I've uploaded a pdf of the final frontmatter in case you'd like to browse the table of contents to see what material I cover. (My older, homebrew TOC is a little out of date but includes 2nd-level section titles as well as the top-level sections, so it gives quite a bit more detail about the book's contents.)

I've seen the book get as high as #64 on Amazon's list of bestselling programming books even before it is released. It's fallen off the list today, but if you pre-order it now, maybe it will come back on! :-)

Update: In the comments, Adriano asks a good (and common) question about the stability of Ruby 1.9. I'm posting my response here:

Adriano,

Thanks for your comment. I hope my book can meet your expectations! I should make clear that this book is a language reference, but not an API reference. Unlike my JavaScript book, there is not a section that documents each class and method of the core library. (Though there is a long example-based chapter that demonstrates the most important classes of the core library.)

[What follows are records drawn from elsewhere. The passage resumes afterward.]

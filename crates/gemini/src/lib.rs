//! Remote vision-model detection of brush-contact frames.
//!
//! Provides the [`detector::VisionDetector`] capability and its Gemini
//! REST implementation, the retry/backoff policy around the remote call,
//! the instruction prompt, and tolerant parsing of model responses into a
//! [`brushscan_core::types::DetectionResult`].

pub mod api;
pub mod backoff;
pub mod client;
pub mod config;
pub mod detector;
pub mod prompt;
pub mod response;
//! Retime a video to 1 fps and burn in frame-index labels.
//!
//! Retiming multiplies every timestamp by the native frame rate, so frame
//! `i` lands at second `i`; sampling at 1 fps then keeps each original frame
//! exactly once. The label drawn on frame `i` reads `Frame i`.

use std::path::Path;
use std::sync::Arc;

use tempfile::TempPath;

use brushscan_core::error::CoreError;
use brushscan_core::media::{MediaError, MediaInfo, MediaProcessor, TextOverlay, TranscodeRequest};
use brushscan_core::types::{PreprocessedVideo, Ratio, VideoJob};

use crate::error::PreprocessError;

/// Output rate of every preprocessed video.
pub const PREPROCESSED_FPS: u32 = 1;

pub struct MediaPreprocessor {
    media: Arc<dyn MediaProcessor>,
}

impl MediaPreprocessor {
    pub fn new(media: Arc<dyn MediaProcessor>) -> Self {
        Self { media }
    }

    /// Produce `job.labeled_path()` from the job's source video.
    ///
    /// The job's output directory must exist. On failure no output file is
    /// left behind, and the retimed intermediate never survives either way.
    pub async fn preprocess(&self, job: &VideoJob) -> Result<PreprocessedVideo, PreprocessError> {
        let output = job.labeled_path();
        let result = self.produce(job, &output).await;

        if result.is_err() {
            remove_partial(&output).await;
        }
        result
    }

    async fn produce(&self, job: &VideoJob, output: &Path) -> Result<PreprocessedVideo, PreprocessError> {
        let source_info = self.media.probe(&job.source_path).await?;
        let rate = native_rate(&source_info)?;
        tracing::debug!(
            video = %job.video_name(),
            rate = %rate,
            frames = ?source_info.frame_count,
            "Probed source video",
        );

        // Keeps the intermediate alive until labeling is done; removed on drop.
        let retimed: Option<TempPath> = if rate.is_one() {
            None
        } else {
            let temp = intermediate_path(job)?;
            let request = TranscodeRequest::new(&job.source_path, temp.to_path_buf())
                .with_pts_scale(rate)
                .with_output_fps(PREPROCESSED_FPS);
            self.media.transcode(&request).await?;
            Some(temp)
        };

        let label_input: &Path = retimed.as_deref().unwrap_or(job.source_path.as_path());
        let request = TranscodeRequest::new(label_input, output)
            .with_overlay(TextOverlay::frame_label());
        self.media.transcode(&request).await?;
        drop(retimed);

        if !tokio::fs::try_exists(output).await? {
            return Err(PreprocessError::MissingOutput(output.to_path_buf()));
        }

        let output_info = self.media.probe(output).await?;
        let frame_count = checked_frame_count(&source_info, &output_info)?;

        tracing::info!(video = %job.video_name(), frames = frame_count, "Preprocessed video");
        Ok(PreprocessedVideo {
            path: output.to_path_buf(),
            frame_count,
            fps: PREPROCESSED_FPS,
        })
    }
}

/// Exact native frame rate from probe data; never defaulted.
pub fn native_rate(info: &MediaInfo) -> Result<Ratio, PreprocessError> {
    let raw = info.frame_rate.as_deref().ok_or_else(|| {
        PreprocessError::RateDetection(CoreError::InvalidFrameRate {
            raw: String::new(),
            reason: "no video stream frame rate reported",
        })
    })?;
    Ratio::parse_frame_rate(raw).map_err(PreprocessError::RateDetection)
}

/// Frame count of the preprocessed output, enforcing that it matches the source.
pub fn checked_frame_count(source: &MediaInfo, output: &MediaInfo) -> Result<u64, PreprocessError> {
    match (source.frame_count, output.frame_count) {
        (Some(expected), Some(actual)) if expected != actual => {
            Err(PreprocessError::FrameCountMismatch { expected, actual })
        }
        (_, Some(count)) | (Some(count), None) => Ok(count),
        (None, None) => Err(PreprocessError::Media(MediaError::ParseError(
            "frame count unavailable for source and output".into(),
        ))),
    }
}

fn intermediate_path(job: &VideoJob) -> Result<TempPath, PreprocessError> {
    let file = tempfile::Builder::new()
        .prefix(&format!(".{}_retimed_", job.stem))
        .suffix(&format!(".{}", job.extension()))
        .tempfile_in(&job.output_dir)?;
    Ok(file.into_temp_path())
}

async fn remove_partial(path: &Path) {
    match tokio::fs::remove_file(path).await {
        Ok(()) => tracing::debug!(path = %path.display(), "Removed partial output"),
        Err(e) if e.kind() == std::io::ErrorKind::NotFound => {}
        Err(e) => tracing::warn!(path = %path.display(), error = %e, "Failed to remove partial output"),
    }
}
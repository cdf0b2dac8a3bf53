//! Shared domain types for a batch run.

use std::fmt;
use std::path::{Path, PathBuf};

use serde::{Deserialize, Serialize};

use crate::error::CoreError;

/// 0-based ordinal position of a frame within the original video.
pub type FrameIndex = u64;

/// Extension used for job artifacts when the source file has none.
const DEFAULT_EXTENSION: &str = "mp4";

// ---------------------------------------------------------------------------
// Side
// ---------------------------------------------------------------------------

/// Which animal in the frame an event belongs to (screen-left / screen-right).
#[derive(Debug, Clone, Copy, PartialEq, Eq, Hash, Serialize, Deserialize)]
pub enum Side {
    #[serde(rename = "L")]
    Left,
    #[serde(rename = "R")]
    Right,
}

impl Side {
    pub const ALL: [Side; 2] = [Side::Left, Side::Right];

    /// Key used for this side in `result.json` and model responses.
    pub fn key(self) -> &'static str {
        match self {
            Side::Left => "L",
            Side::Right => "R",
        }
    }
}

impl fmt::Display for Side {
    fn fmt(&self, f: &mut fmt::Formatter<'_>) -> fmt::Result {
        f.write_str(self.key())
    }
}

// ---------------------------------------------------------------------------
// Ratio
// ---------------------------------------------------------------------------

/// An exact rational number such as a frame rate (`30000/1001`) or a
/// presentation-timestamp scale factor.
#[derive(Debug, Clone, Copy, PartialEq, Eq)]
pub struct Ratio {
    pub num: u64,
    pub den: u64,
}

impl Ratio {
    pub fn new(num: u64, den: u64) -> Result<Self, CoreError> {
        if den == 0 {
            return Err(CoreError::InvalidFrameRate {
                raw: format!("{num}/{den}"),
                reason: "zero denominator",
            });
        }
        Ok(Self { num, den })
    }

    /// Parse a rational in ffprobe notation: `"30/1"`, `"24000/1001"` or a
    /// plain integer like `"25"`.
    ///
    /// Zero and malformed values are rejected rather than defaulted; a wrong
    /// value here silently corrupts every downstream frame index.
    pub fn parse_frame_rate(raw: &str) -> Result<Self, CoreError> {
        let invalid = |reason| CoreError::InvalidFrameRate {
            raw: raw.to_string(),
            reason,
        };

        let trimmed = raw.trim();
        let (num, den) = match trimmed.split_once('/') {
            Some((n, d)) => (n.trim(), d.trim()),
            None => (trimmed, "1"),
        };
        let num: u64 = num.parse().map_err(|_| invalid("numerator is not an integer"))?;
        let den: u64 = den
            .parse()
            .map_err(|_| invalid("denominator is not an integer"))?;

        if den == 0 {
            return Err(invalid("zero denominator"));
        }
        if num == 0 {
            return Err(invalid("zero frame rate"));
        }
        Ok(Self { num, den })
    }

    /// `1 / n`, used to speed playback up by an integer factor.
    pub fn reciprocal_of(n: u32) -> Result<Self, CoreError> {
        Self::new(1, u64::from(n))
    }

    pub fn is_one(&self) -> bool {
        self.num == self.den
    }

    pub fn as_f64(&self) -> f64 {
        self.num as f64 / self.den as f64
    }
}

impl fmt::Display for Ratio {
    fn fmt(&self, f: &mut fmt::Formatter<'_>) -> fmt::Result {
        write!(f, "{}/{}", self.num, self.den)
    }
}

// ---------------------------------------------------------------------------
// Jobs and artifacts
// ---------------------------------------------------------------------------

/// The unit of work for one input video.
///
/// Created at discovery time and owned by exactly one pipeline execution.
#[derive(Debug, Clone, PartialEq, Eq)]
pub struct VideoJob {
    /// Input video file.
    pub source_path: PathBuf,
    /// File stem used to name every artifact.
    pub stem: String,
    /// Exclusive output sub-directory for this job.
    pub output_dir: PathBuf,
}

impl VideoJob {
    pub fn new(source_path: PathBuf, stem: String, output_dir: PathBuf) -> Self {
        Self {
            source_path,
            stem,
            output_dir,
        }
    }

    /// Source file name, as recorded in `result.json`.
    pub fn video_name(&self) -> String {
        self.source_path
            .file_name()
            .map(|n| n.to_string_lossy().into_owned())
            .unwrap_or_else(|| self.stem.clone())
    }

    /// Lower-cased extension of the source, reused for every rendered artifact.
    pub fn extension(&self) -> String {
        extension_of(&self.source_path).unwrap_or_else(|| DEFAULT_EXTENSION.to_string())
    }

    pub fn labeled_path(&self) -> PathBuf {
        self.output_dir
            .join(format!("{}_labeled.{}", self.stem, self.extension()))
    }

    pub fn visualization_path(&self) -> PathBuf {
        self.output_dir
            .join(format!("{}_vis.{}", self.stem, self.extension()))
    }

    pub fn result_path(&self) -> PathBuf {
        self.output_dir.join("result.json")
    }
}

/// Lower-cased file extension without the dot.
pub fn extension_of(path: &Path) -> Option<String> {
    path.extension()
        .map(|e| e.to_string_lossy().to_ascii_lowercase())
        .filter(|e| !e.is_empty())
}

/// A uniformly-timed video where frame `i` carries the burned-in label `i`.
#[derive(Debug, Clone, PartialEq, Eq)]
pub struct PreprocessedVideo {
    pub path: PathBuf,
    /// Equal to the frame count of the source video.
    pub frame_count: u64,
    pub fps: u32,
}

/// Detection outcome for one video, serialized verbatim as `result.json`.
#[derive(Debug, Clone, PartialEq, Eq, Serialize, Deserialize)]
pub struct DetectionResult {
    pub video: String,
    #[serde(rename = "L")]
    pub left: Option<FrameIndex>,
    #[serde(rename = "R")]
    pub right: Option<FrameIndex>,
    pub notes: String,
}

impl DetectionResult {
    pub fn side(&self, side: Side) -> Option<FrameIndex> {
        match side {
            Side::Left => self.left,
            Side::Right => self.right,
        }
    }
}

#[cfg(test)]
mod tests {
    use super::*;

    #[test]
    fn parse_frame_rate_standard() {
        let rate = Ratio::parse_frame_rate("30/1").unwrap();
        assert_eq!(rate, Ratio { num: 30, den: 1 });
        assert_eq!(rate.to_string(), "30/1");
    }

    #[test]
    fn parse_frame_rate_ntsc_stays_exact() {
        let rate = Ratio::parse_frame_rate("30000/1001").unwrap();
        assert_eq!(rate.to_string(), "30000/1001");
        assert!((rate.as_f64() - 29.97).abs() < 0.01);
    }

    #[test]
    fn parse_frame_rate_plain_number() {
        assert_eq!(
            Ratio::parse_frame_rate(" 25 ").unwrap(),
            Ratio { num: 25, den: 1 }
        );
    }

    #[test]
    fn parse_frame_rate_rejects_zero_and_garbage() {
        for raw in ["0/0", "30/0", "0/1", "", "N/A", "29.97", "abc/1"] {
            assert!(
                Ratio::parse_frame_rate(raw).is_err(),
                "{raw:?} should be rejected"
            );
        }
    }

    #[test]
    fn ratio_is_one() {
        assert!(Ratio::parse_frame_rate("1/1").unwrap().is_one());
        assert!(Ratio::parse_frame_rate("2/2").unwrap().is_one());
        assert!(!Ratio::parse_frame_rate("30/1").unwrap().is_one());
    }

    #[test]
    fn reciprocal_rejects_zero() {
        assert!(Ratio::reciprocal_of(0).is_err());
        assert_eq!(Ratio::reciprocal_of(10).unwrap().to_string(), "1/10");
    }

    #[test]
    fn job_artifact_paths_follow_layout() {
        let job = VideoJob::new(
            PathBuf::from("/in/Trial_01.MOV"),
            "Trial_01".into(),
            PathBuf::from("/out/Trial_01"),
        );
        assert_eq!(job.video_name(), "Trial_01.MOV");
        assert_eq!(
            job.labeled_path(),
            PathBuf::from("/out/Trial_01/Trial_01_labeled.mov")
        );
        assert_eq!(
            job.visualization_path(),
            PathBuf::from("/out/Trial_01/Trial_01_vis.mov")
        );
        assert_eq!(job.result_path(), PathBuf::from("/out/Trial_01/result.json"));
    }

    #[test]
    fn detection_result_serializes_with_side_keys() {
        let result = DetectionResult {
            video: "a.mp4".into(),
            left: Some(42),
            right: None,
            notes: "R never brushed".into(),
        };
        let value = serde_json::to_value(&result).unwrap();
        assert_eq!(
            value,
            serde_json::json!({"video": "a.mp4", "L": 42, "R": null, "notes": "R never brushed"})
        );
    }
}
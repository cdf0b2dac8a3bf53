#[derive(Debug, thiserror::Error)]
pub enum CoreError {
    #[error("Validation failed: {0}")]
    Validation(String),

    #[error("Invalid frame rate {raw:?}: {reason}")]
    InvalidFrameRate { raw: String, reason: &'static str },
}
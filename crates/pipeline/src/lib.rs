//! Batch orchestration: per-video job pipeline and the bounded worker pool.
//!
//! A batch discovers videos ([`discovery`]), then runs one
//! [`job::JobPipeline`] per video under the [`scheduler::BatchScheduler`].
//! Each job moves through preprocess, detect, optional visualize and
//! persist; a failure ends that job only. Outcomes are gathered into a
//! [`report::BatchRun`].

pub mod config;
pub mod discovery;
pub mod error;
pub mod job;
pub mod preprocess;
pub mod render;
pub mod report;
pub mod scheduler;
//! Input discovery and per-job output layout.

use std::collections::HashSet;
use std::path::{Path, PathBuf};

use brushscan_core::types::{extension_of, VideoJob};

use crate::error::DiscoveryError;

/// Recognized video extensions, compared case-insensitively.
pub const VIDEO_EXTENSIONS: [&str; 5] = ["mp4", "avi", "mov", "mkv", "m4v"];

pub fn is_video(path: &Path) -> bool {
    extension_of(path).is_some_and(|ext| VIDEO_EXTENSIONS.contains(&ext.as_str()))
}

/// List the video files directly inside `input_dir`, sorted by path.
///
/// Sub-directories are not descended into.
pub async fn discover_videos(input_dir: &Path) -> Result<Vec<PathBuf>, DiscoveryError> {
    let is_dir = tokio::fs::metadata(input_dir)
        .await
        .map(|m| m.is_dir())
        .unwrap_or(false);
    if !is_dir {
        return Err(DiscoveryError::NotADirectory(input_dir.to_path_buf()));
    }

    let io_err = |source| DiscoveryError::Io {
        path: input_dir.to_path_buf(),
        source,
    };
    let mut entries = tokio::fs::read_dir(input_dir).await.map_err(io_err)?;

    let mut videos = Vec::new();
    while let Some(entry) = entries.next_entry().await.map_err(io_err)? {
        let path = entry.path();
        if !is_video(&path) {
            continue;
        }
        // Follows symlinks, so a linked video counts as a file.
        match tokio::fs::metadata(&path).await {
            Ok(meta) if meta.is_file() => videos.push(path),
            Ok(_) => {}
            Err(e) => tracing::warn!(path = %path.display(), error = %e, "Skipping unreadable entry"),
        }
    }

    if videos.is_empty() {
        return Err(DiscoveryError::NoVideos(input_dir.to_path_buf()));
    }
    videos.sort();
    Ok(videos)
}

/// Assign each video an exclusive output sub-directory under `output_root`.
///
/// The folder is named after the file stem. When stems collide, every
/// file after the first (in the given order) uses `<stem>_<ext>`, with a
/// numeric suffix if that is taken too. Names are compared ignoring case
/// so folders stay distinct on case-insensitive filesystems.
pub fn plan_jobs(videos: &[PathBuf], output_root: &Path) -> Vec<VideoJob> {
    let mut taken = HashSet::new();
    let is_taken = |taken: &HashSet<String>, name: &str| taken.contains(&name.to_lowercase());

    videos
        .iter()
        .map(|path| {
            let stem = path
                .file_stem()
                .map(|s| s.to_string_lossy().into_owned())
                .unwrap_or_else(|| "video".to_string());

            let mut name = stem.clone();
            if is_taken(&taken, &name) {
                let ext = extension_of(path).unwrap_or_default();
                name = format!("{stem}_{ext}");
                let mut n = 2;
                while is_taken(&taken, &name) {
                    name = format!("{stem}_{ext}_{n}");
                    n += 1;
                }
                tracing::warn!(video = %path.display(), folder = %name, "Output folder name collision");
            }
            taken.insert(name.to_lowercase());

            VideoJob::new(path.clone(), name.clone(), output_root.join(&name))
        })
        .collect()
}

Matz has changed the release numbering scheme for this release of Ruby. 1.9.x will be a stable version of the language, not a development version, despite the fact that 9 is an odd number. The original intent, I believe, was to release 1.9.1 on Christmas. But the code was not stable enough. So Matz's Christmas release is still called 1.9.0, and is effectively a beta-release of 1.9. Matz does not yet recommend it for production use, but it is stable enough to begin porting applications to.

The Christmas release of 1.9.0 was nominally an API freeze as well. There have been, and will continue to be minor API changes between 1.9.0 and 1.9.1, but there shouldn't be many of them: the intent is to keep the API frozen.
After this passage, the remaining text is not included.